When a relative came home from Manila, my pasalubong (souvenir) was a box of Pan de Manila coffee. Although the box art showed what I would assume to be an idealized rendition of old Manila, it reminded me of a different place, Bantayan Island. My mother was born and raised there, but I’d only been there twice.
Unfortunately, I went there in the early 90s, before the age of digital cameras, smartphones and indiscriminate photography. In my time, film was expensive. We did not have spare shots for selfies, sceneries and food. Photos had to be two in one, beautiful scenery with loved ones posing awkwardly in front of it.
It is partly because of my lack of presentable photos that I’ve decided to use images here that are older than me. I feel there is no mismatch though. At the time I was there, I felt I had stepped back in time, making my experience seem much older than it was.
Cebu to Bantayan
Every trip to the island starts with an hour and a half drive from Cebu City to Hagnaya where travelers can take a lancha (small motorized boat) to Sta. Fe, a ride that’ll take another hour and a half. My mother says, summer is the best time to go. The cooler months during the rainy season are for those who want to experience a gut-wrenching carnival ride at sea.
The island is divided into three municipalities, Sta. Fe, Madridejos and Bantayan. We have relatives in all three. An uncle once joked that the island is so small, that most people are related to each other in varying degrees, so that marrying a fellow islander is risking marrying a relative.
A Glimpse of the Past
My great grandmother lived in Binaobao, thirty minutes away from Sta. Fe. She was still alive and well when we first visited, and I wish I had the courage to talk to her then. She could have told me stories of a time long past, but I was too shy. All I could do was to stare in awe at her and her seemingly ancient house.
Her house looked a lot like the ones on my coffee box. The second floor was made of wood and had sliding Capiz shell windows. The first floor had been remodeled but retained its old feel with its wide wooden doors secured by a thick bar of wood. During the day, the doors were wide open. A table was set right by the door jamb and filled with an assortment of items for sale.
The interior of the house was dark, but surprisingly cool. Most of what I saw inside I no longer remember, except for the house’s wooden posts made of tree trunks in their original form and the huge clay pots filled with water at the back.
One more truly unforgettable facet of Bantayan is its food. Because it is a stone’s throw away from the sea, my relatives’ tables were always teeming with its bounties; crabs, fish, shells, squid, shrimp and guso (seaweed); cooked simply and with little flair, demonstrating the superiority of nature’s flavors.
The seafood of course, is usually consumed during the main meals of the day, except in one. I remember waking up at dawn on my first day to a table laden with suman (rice cake) and sikwate (chocolate drink). We thought we were being served breakfast, only to be told later that it was painit, a dawn meal taken before the morning mass. Breakfast didn’t start until 7 or 8.
Holiest of Weeks
Bantayan Island has always been a popular Holy Week destination. It has gained even more attention in recent years because of the continued circulation of the story about an old Papal exemption allowing residents to eat meat even on a Good Friday. Catholics in other parts of the country abstain.
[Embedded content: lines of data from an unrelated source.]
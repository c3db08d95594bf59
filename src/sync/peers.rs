//! Peer Registry
//!
//! Tracks every peer this node has ever connected to. Entries are never
//! removed; a departed peer stays visible as offline.

use crate::sync::types::{PeerConnection, PeerStatus};
use parking_lot::RwLock;

/// Internal link state of a peer.
#[derive(Debug, Clone, Copy, PartialEq, Eq)]
pub enum LinkState {
    Connected,
    Disconnected,
    Connecting,
}

impl From<LinkState> for PeerStatus {
    fn from(state: LinkState) -> Self {
        match state {
            LinkState::Connected => PeerStatus::Online,
            LinkState::Disconnected => PeerStatus::Offline,
            LinkState::Connecting => PeerStatus::Connecting,
        }
    }
}

impl From<PeerStatus> for LinkState {
    fn from(status: PeerStatus) -> Self {
        match status {
            PeerStatus::Online => LinkState::Connected,
            PeerStatus::Offline => LinkState::Disconnected,
            PeerStatus::Connecting => LinkState::Connecting,
        }
    }
}

#[derive(Debug, Clone)]
struct PeerEntry {
    id: String,
    link: LinkState,
    last_seen: u64,
    sync_progress: Option<u8>,
}

impl PeerEntry {
    fn snapshot(&self) -> PeerConnection {
        PeerConnection {
            id: self.id.clone(),
            status: self.link.into(),
            last_seen: self.last_seen,
            sync_progress: self.sync_progress,
        }
    }
}

/// Registry of known peers, in first-seen order.
#[derive(Debug, Default)]
pub struct PeerRegistry {
    peers: RwLock<Vec<PeerEntry>>,
}

impl PeerRegistry {
    pub fn new() -> Self {
        Self::default()
    }

    /// Set a peer's link state, creating the entry if needed.
    /// Returns `true` if the peer was not known before.
    pub fn set_link(&self, id: &str, link: LinkState, now: u64) -> bool {
        let mut peers = self.peers.write();
        match peers.iter_mut().find(|p| p.id == id) {
            Some(entry) => {
                entry.link = link;
                entry.last_seen = now;
                false
            }
            None => {
                peers.push(PeerEntry {
                    id: id.to_string(),
                    link,
                    last_seen: now,
                    sync_progress: None,
                });
                true
            }
        }
    }

    /// Mark a known peer offline. Unknown peers are left unregistered.
    /// Returns whether the peer was known.
    pub fn disconnect(&self, id: &str, now: u64) -> bool {
        let mut peers = self.peers.write();
        match peers.iter_mut().find(|p| p.id == id) {
            Some(entry) => {
                entry.link = LinkState::Disconnected;
                entry.last_seen = now;
                true
            }
            None => false,
        }
    }

    /// Record sync progress (clamped to 100) for a known peer.
    pub fn set_sync_progress(&self, id: &str, progress: u8) -> bool {
        let mut peers = self.peers.write();
        match peers.iter_mut().find(|p| p.id == id) {
            Some(entry) => {
                entry.sync_progress = Some(progress.min(100));
                true
            }
            None => false,
        }
    }

    /// Link state of a peer, if known.
    pub fn link(&self, id: &str) -> Option<LinkState> {
        self.peers.read().iter().find(|p| p.id == id).map(|p| p.link)
    }

    /// Copy of all peers.
    pub fn snapshot(&self) -> Vec<PeerConnection> {
        self.peers.read().iter().map(PeerEntry::snapshot).collect()
    }

    /// Rebuild the registry from persisted peers. Restored peers start offline:
    /// nothing is connected right after a restart.
    pub fn restore(&self, peers: &[PeerConnection]) {
        let mut entries = self.peers.write();
        entries.clear();
        for peer in peers {
            if entries.iter().any(|p| p.id == peer.id) {
                continue;
            }
            entries.push(PeerEntry {
                id: peer.id.clone(),
                link: LinkState::Disconnected,
                last_seen: peer.last_seen,
                sync_progress: peer.sync_progress,
            });
        }
    }

    pub fn clear(&self) {
        self.peers.write().clear();
    }

    pub fn len(&self) -> usize {
        self.peers.read().len()
    }

    pub fn is_empty(&self) -> bool {
        self.peers.read().is_empty()
    }
}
My mother has always been adamant though. Many seniors, she says, remain true to their tradition, that is, abstaining from meat every Friday of Lent. In my case, I wouldn’t want to eat meat anyway in the presence of all that seafood.
Over and above the question of food, the people of Bantayan have remained steadfast to Catholic traditions observed elsewhere, but with noticeably more intensity. According to my mother, the yearly procession in Binaobao may vary from year to year in minor details but remain true to its majestic, awe-inspiring form.
Every year, intricately decked carrozas (carriages) depicting the people and events surrounding Christ’s life and death are driven through the main street leading to the church. Most memorable for me were the Mater Dolorosa (Our Lady of Sorrows) and the Santo Entierro, Christ, supine and encased in blindingly clear glass.
Even more impressive were the people I witnessed during my visit, praying and walking solemnly in between each carroza. Devotees from all walks of life, carrying lit candles, rippled through the streets in soft burning waves. I remember the heat rising up, touching my cheek as I looked down from one of my great grandmother’s windows.
White Sands, Blue Waters
My mother has two enduring rules on Good Friday shortly before and after 3:00 p.m., the time Christ is believed to have died on the cross. First, we must keep silent up until the end of Black Saturday. Second, we must not bathe. Naturally, she imposed these while we were in her hometown. The silence part I can easily understand, but the reason for the gross temporary restraining order obtained by the bathroom against all of us eludes me.
We therefore invariably ended up at the beach on Easter Sunday, when both rules were no longer in effect, to celebrate the Lord’s resurrection with a much needed bath. In other places I’d been, I know it is customary for many families to bathe in the sea on Easter. Even if it weren’t that day however, it is a must to visit one of Bantayan’s beaches before leaving. Pure white sands and calm blue waters restore serenity.